What it’s really like to be a female firefighter
WHEN I was growing up, the fire services were often not really considered a viable career option for women.
There just weren't many women who were firefighters. But after six years as a career firefighter in CFA I can say that those times have changed.
Last month, the latest Victorian firefighting recruitment drive saw a 42% increase in the number of females wanting to join the CFA as a career firefighter on last year's numbers alone.
While this statistic and my own story indicate that we've made some great progress, we still have a long way to go.
In fact, only 4 per cent of Victoria's fireys are currently females.
The United Nations has specifically highlighted the importance of women working in emergency services as part of its 'Leave No Woman Behind' theme for International Women's Day today.
This theme looks at the role women have in humanitarian and disaster planning, using evidence that having female leaders in these situations leads to better outcomes for girls. As a female firefighter and mum to a daughter I know this first hand.
Just this week two colleagues and I visited a primary school in Shepparton to talk to the kids about working in emergency services.
We were there to show them what we do, but we specifically wanted to inspire the girls to think about a career in the fire services.
Even if they don't want to follow in our footsteps, we showed them that gender is no barrier in our jobs.

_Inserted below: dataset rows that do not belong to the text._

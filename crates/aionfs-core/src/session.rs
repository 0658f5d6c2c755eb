//! Mount session state machine.
//!
//! A volume is either `available` (no session) or `attached` (exactly one
//! session). Attach requires the principal to be the volume owner. Detach is
//! valid from either state and always lands in `available`.
//!
//! What happens when attach hits an already attached volume is decided by
//! [`ReattachPolicy`], chosen once at construction. Sessions have no timeout;
//! they live until an explicit detach.

use std::str::FromStr;
use std::sync::Arc;

use chrono::Utc;
use tracing::{info, warn};

use crate::catalog::Catalog;
use crate::error::CatalogError;
use crate::model::{MountSession, Volume, generate_id};
use crate::registry::lookup_mut;

/// Behaviour of attach on a volume that already has a live session.
#[derive(Debug, Clone, Copy, Default, PartialEq, Eq)]
pub enum ReattachPolicy {
    /// Replace the live session with the new one.
    #[default]
    Overwrite,
    /// Fail with [`CatalogError::SessionConflict`].
    Reject,
}

impl FromStr for ReattachPolicy {
    type Err = String;

    fn from_str(s: &str) -> Result<Self, Self::Err> {
        match s.to_ascii_lowercase().as_str() {
            "overwrite" => Ok(Self::Overwrite),
            "reject" => Ok(Self::Reject),
            other => Err(format!(
                "unknown re-attach policy '{other}', expected 'overwrite' or 'reject'"
            )),
        }
    }
}

/// Parameters of an attach transition.
#[derive(Debug, Clone, Default, PartialEq, Eq)]
pub struct AttachParams {
    /// Must equal the volume owner.
    pub principal: String,
    /// Generated when absent or empty.
    pub session_id: Option<String>,
    pub consumer_endpoint: String,
}

/// Attach/detach transitions over the shared catalog.
pub struct MountSessions {
    catalog: Arc<Catalog>,
    policy: ReattachPolicy,
}

impl MountSessions {
    #[must_use]
    pub fn new(catalog: Arc<Catalog>, policy: ReattachPolicy) -> Self {
        Self { catalog, policy }
    }

    #[must_use]
    pub fn policy(&self) -> ReattachPolicy {
        self.policy
    }

    /// Attach a session to a volume.
    ///
    /// # Errors
    ///
    /// - [`CatalogError::NotFound`] if the volume is unknown.
    /// - [`CatalogError::PrincipalMismatch`] if `principal` is not the owner.
    /// - [`CatalogError::SessionConflict`] if the volume is attached and the
    ///   policy is [`ReattachPolicy::Reject`].
    /// - [`CatalogError::Store`] if the flush fails.
    pub async fn attach(
        &self,
        volume_id: &str,
        params: AttachParams,
    ) -> Result<Volume, CatalogError> {
        let now = Utc::now();
        let policy = self.policy;

        let (volume, replaced) = self
            .catalog
            .commit(|state| {
                let volume = lookup_mut(state, volume_id)?;

                if params.principal != volume.owner_principal {
                    warn!(volume_id = %volume_id, principal = %params.principal, "attach rejected: principal is not the owner");
                    return Err(CatalogError::PrincipalMismatch {
                        volume_id: volume_id.to_owned(),
                    });
                }

                let replaced = match (&volume.attach_session, policy) {
                    (Some(live), ReattachPolicy::Reject) => {
                        return Err(CatalogError::SessionConflict {
                            volume_id: volume_id.to_owned(),
                            session_id: live.session_id.clone(),
                        });
                    }
                    (Some(live), ReattachPolicy::Overwrite) => Some(live.session_id.clone()),
                    (None, _) => None,
                };

                let session_id = params
                    .session_id
                    .filter(|id| !id.is_empty())
                    .unwrap_or_else(|| generate_id("sess"));

                volume.set_session(Some(MountSession {
                    session_id,
                    principal: params.principal,
                    consumer_endpoint: params.consumer_endpoint,
                    attached_at: now,
                }));
                volume.updated_at = now;
                Ok((volume.clone(), replaced))
            })
            .await?;

        if let Some(previous) = replaced {
            warn!(volume_id = %volume_id, previous_session = %previous, "live session overwritten by re-attach");
        }
        if let Some(session) = &volume.attach_session {
            info!(volume_id = %volume_id, session_id = %session.session_id, "volume attached");
        }

        Ok(volume)
    }

    /// Clear the session and return to `available`. Idempotent.
    ///
    /// # Errors
    ///
    /// - [`CatalogError::NotFound`] if the volume is unknown.
    /// - [`CatalogError::Store`] if the flush fails.
    pub async fn detach(&self, volume_id: &str) -> Result<Volume, CatalogError> {
        let now = Utc::now();
        let (volume, ended) = self
            .catalog
            .commit(|state| {
                let volume = lookup_mut(state, volume_id)?;
                let ended = volume.attach_session.take().map(|s| s.session_id);
                volume.set_session(None);
                volume.updated_at = now;
                Ok::<_, CatalogError>((volume.clone(), ended))
            })
            .await?;

        match ended {
            Some(session_id) => info!(volume_id = %volume_id, session_id = %session_id, "volume detached"),
            None => info!(volume_id = %volume_id, "detach on available volume"),
        }

        Ok(volume)
    }
}

impl std::fmt::Debug for MountSessions {
    fn fmt(&self, f: &mut std::fmt::Formatter<'_>) -> std::fmt::Result {
        f.debug_struct("MountSessions")
            .field("policy", &self.policy)
            .finish_non_exhaustive()
    }
}

#[cfg(test)]
#[allow(clippy::unwrap_used)]
mod tests {
    use aionfs_storage::MemoryBackend;

    use super::*;
    use crate::model::{AttachState, MountState, VolumeSpec};
    use crate::registry::VolumeRegistry;

    async fn setup(policy: ReattachPolicy) -> (MountSessions, VolumeRegistry, Volume) {
        let catalog = Arc::new(
            Catalog::open(Arc::new(MemoryBackend::new()))
                .await
                .unwrap(),
        );
        let registry = VolumeRegistry::new(Arc::clone(&catalog));
        let volume = registry
            .create(VolumeSpec {
                owner_principal: "service:app1".to_owned(),
                ..VolumeSpec::default()
            })
            .await
            .unwrap();
        (MountSessions::new(catalog, policy), registry, volume)
    }

    fn params(principal: &str) -> AttachParams {
        AttachParams {
            principal: principal.to_owned(),
            session_id: None,
            consumer_endpoint: "unix:///run/app1.sock".to_owned(),
        }
    }

    #[tokio::test]
    async fn attach_generates_session_and_moves_to_attached() {
        let (sessions, _, volume) = setup(ReattachPolicy::Overwrite).await;
        let attached = sessions
            .attach(&volume.volume_id, params("service:app1"))
            .await
            .unwrap();

        assert_eq!(attached.attach_state, AttachState::Attached);
        assert_eq!(attached.mount_handle.state, MountState::Attached);
        let session = attached.attach_session.unwrap();
        assert!(session.session_id.starts_with("sess-"));
        assert_eq!(session.session_id.len(), "sess-".len() + 8);
        assert_eq!(session.principal, "service:app1");
        assert_eq!(session.consumer_endpoint, "unix:///run/app1.sock");
    }

    #[tokio::test]
    async fn attach_keeps_supplied_session_id() {
        let (sessions, _, volume) = setup(ReattachPolicy::Overwrite).await;
        let attached = sessions
            .attach(
                &volume.volume_id,
                AttachParams {
                    session_id: Some("sess-custom".to_owned()),
                    ..params("service:app1")
                },
            )
            .await
            .unwrap();
        assert_eq!(attached.attach_session.unwrap().session_id, "sess-custom");
    }

    #[tokio::test]
    async fn attach_by_non_owner_is_rejected_and_state_unchanged() {
        let (sessions, registry, volume) = setup(ReattachPolicy::Overwrite).await;
        let err = sessions
            .attach(&volume.volume_id, params("service:intruder"))
            .await
            .unwrap_err();
        assert!(matches!(err, CatalogError::PrincipalMismatch { .. }));

        let current = registry.get(&volume.volume_id).await.unwrap();
        assert_eq!(current.attach_state, AttachState::Available);
        assert!(current.attach_session.is_none());
    }

    #[tokio::test]
    async fn attach_unknown_volume_is_not_found() {
        let (sessions, _, _) = setup(ReattachPolicy::Overwrite).await;
        let err = sessions
            .attach("vol-missing", params("service:app1"))
            .await
            .unwrap_err();
        assert!(matches!(err, CatalogError::NotFound { .. }));
    }

    #[tokio::test]
    async fn reattach_overwrites_under_overwrite_policy() {
        let (sessions, _, volume) = setup(ReattachPolicy::Overwrite).await;
        let first = sessions
            .attach(&volume.volume_id, params("service:app1"))
            .await
            .unwrap();
        let second = sessions
            .attach(&volume.volume_id, params("service:app1"))
            .await
            .unwrap();

        assert_ne!(
            first.attach_session.unwrap().session_id,
            second.attach_session.unwrap().session_id
        );
        assert_eq!(second.attach_state, AttachState::Attached);
    }

    #[tokio::test]
    async fn reattach_conflicts_under_reject_policy() {
        let (sessions, registry, volume) = setup(ReattachPolicy::Reject).await;
        let first = sessions
            .attach(&volume.volume_id, params("service:app1"))
            .await
            .unwrap();
        let live = first.attach_session.unwrap().session_id;

        let err = sessions
            .attach(&volume.volume_id, params("service:app1"))
            .await
            .unwrap_err();
        assert!(matches!(err, CatalogError::SessionConflict { ref session_id, .. } if *session_id == live));

        let current = registry.get(&volume.volume_id).await.unwrap();
        assert_eq!(current.attach_session.unwrap().session_id, live);
    }

    #[tokio::test]
    async fn detach_is_idempotent_and_keeps_invariant() {
        let (sessions, _, volume) = setup(ReattachPolicy::Overwrite).await;

        let detached = sessions.detach(&volume.volume_id).await.unwrap();
        assert_eq!(detached.attach_state, AttachState::Available);
        assert!(detached.session_consistent());

        sessions
            .attach(&volume.volume_id, params("service:app1"))
            .await
            .unwrap();
        let detached = sessions.detach(&volume.volume_id).await.unwrap();
        assert_eq!(detached.attach_state, AttachState::Available);
        assert_eq!(detached.mount_handle.state, MountState::Available);
        assert!(detached.attach_session.is_none());

        let again = sessions.detach(&volume.volume_id).await.unwrap();
        assert!(again.session_consistent());
        assert_eq!(again.attach_state, AttachState::Available);
    }

    #[tokio::test]
    async fn detach_unknown_volume_is_not_found() {
        let (sessions, _, _) = setup(ReattachPolicy::Overwrite).await;
        let err = sessions.detach("vol-missing").await.unwrap_err();
        assert!(matches!(err, CatalogError::NotFound { .. }));
    }

    #[test]
    fn policy_parses_case_insensitively() {
        assert_eq!("Reject".parse::<ReattachPolicy>(), Ok(ReattachPolicy::Reject));
        assert_eq!("overwrite".parse::<ReattachPolicy>(), Ok(ReattachPolicy::Overwrite));
        assert!("ignore".parse::<ReattachPolicy>().is_err());
    }
}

We also want to breakdown the barriers for women who are thinking about a career in the fire services. I am sure for many women, they are holding back for a number of reasons: Am I cut out for it? Will I fit in? Is it a family-friendly job?
Luckily for me I had a mate who was on recruits encourage me to look at the fire services.

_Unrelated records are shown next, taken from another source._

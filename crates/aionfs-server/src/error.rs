//! HTTP error types for `aionfsd`.
//!
//! Maps lifecycle errors from `aionfs-core` into HTTP responses. Every error
//! produces a JSON body with a machine-readable `error` code and a
//! human-readable `message`.

use axum::http::StatusCode;
use axum::response::{IntoResponse, Response};
use serde::Serialize;
use tracing::error;

use aionfs_core::error::{CatalogError, LifecycleError};

/// Application-level error returned from HTTP handlers.
#[derive(Debug)]
pub enum AppError {
    /// Missing or unrecognised bearer token.
    Unauthorized(String),
    /// Body could not be decoded.
    InvalidPayload(String),
    /// Create without an owner while authorization is disabled.
    MissingOwner(String),
    /// Attach without a principal while authorization is disabled.
    MissingPrincipal(String),
    /// The principal is not allowed to act on the resource.
    PrincipalMismatch(String),
    /// Unknown volume.
    NotFound(String),
    /// A checkpoint named an unknown volume.
    InvalidVolume(String),
    /// Re-attach rejected by policy.
    SessionConflict(String),
    /// The state could not be persisted.
    Store(String),
}

/// JSON error response body.
#[derive(Serialize)]
struct ErrorBody {
    error: &'static str,
    message: String,
}

impl AppError {
    /// Status and machine-readable code for this error.
    #[must_use]
    pub fn status_and_code(&self) -> (StatusCode, &'static str) {
        match self {
            Self::Unauthorized(_) => (StatusCode::UNAUTHORIZED, "unauthorized"),
            Self::InvalidPayload(_) => (StatusCode::BAD_REQUEST, "invalid_payload"),
            Self::MissingOwner(_) => (StatusCode::BAD_REQUEST, "missing_owner"),
            Self::MissingPrincipal(_) => (StatusCode::BAD_REQUEST, "missing_principal"),
            Self::PrincipalMismatch(_) => (StatusCode::FORBIDDEN, "principal_mismatch"),
            Self::NotFound(_) => (StatusCode::NOT_FOUND, "not_found"),
            Self::InvalidVolume(_) => (StatusCode::BAD_REQUEST, "invalid_volume"),
            Self::SessionConflict(_) => (StatusCode::CONFLICT, "session_conflict"),
            Self::Store(_) => (StatusCode::INTERNAL_SERVER_ERROR, "store_error"),
        }
    }
}

impl IntoResponse for AppError {
    fn into_response(self) -> Response {
        let (status, error_type) = self.status_and_code();
        let message = match self {
            Self::Unauthorized(msg)
            | Self::InvalidPayload(msg)
            | Self::MissingOwner(msg)
            | Self::MissingPrincipal(msg)
            | Self::PrincipalMismatch(msg)
            | Self::NotFound(msg)
            | Self::InvalidVolume(msg)
            | Self::SessionConflict(msg)
            | Self::Store(msg) => msg,
        };

        let body = ErrorBody {
            error: error_type,
            message,
        };

        (status, axum::Json(body)).into_response()
    }
}

impl From<CatalogError> for AppError {
    fn from(err: CatalogError) -> Self {
        match err {
            CatalogError::NotFound { .. } => Self::NotFound(err.to_string()),
            CatalogError::InvalidVolume { .. } => Self::InvalidVolume(err.to_string()),
            CatalogError::PrincipalMismatch { .. } => Self::PrincipalMismatch(err.to_string()),
            CatalogError::SessionConflict { .. } => Self::SessionConflict(err.to_string()),
            CatalogError::Store(ref inner) => {
                error!(error = %inner, "state commit failed");
                Self::Store(err.to_string())
            }
        }
    }
}

impl From<LifecycleError> for AppError {
    fn from(err: LifecycleError) -> Self {
        match err {
            LifecycleError::Unauthenticated => Self::Unauthorized(err.to_string()),
            LifecycleError::MissingOwner => Self::MissingOwner(err.to_string()),
            LifecycleError::MissingPrincipal => Self::MissingPrincipal(err.to_string()),
            LifecycleError::InvalidPayload { .. } => Self::InvalidPayload(err.to_string()),
            LifecycleError::PrincipalMismatch { .. } => Self::PrincipalMismatch(err.to_string()),
            LifecycleError::Catalog(inner) => inner.into(),
        }
    }
}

Without him putting the idea in my head, I doubt I would've considered joining. Hopefully I can be that mate for you!
I can now confidently say I am where I belong - and more women should be encouraged to consider it as a career path, just like I was.
Part of this encouragement involves dispelling some of the misconceptions women might have about joining the fire services, be it CFA or MFB.
One of the main anxieties about joining the fire services relates to what the role actually involves.
We don't only put out fires, and we are not always performing operational duties. Our fundamental role is to protect lives and property - and this isn't only carried out on the fire ground.
It is done in classrooms, where we teach young Victorians about how important it is to be fire aware.
It is done at events, where we inform communities throughout the state about how you can best protect your family and prepare for fire season.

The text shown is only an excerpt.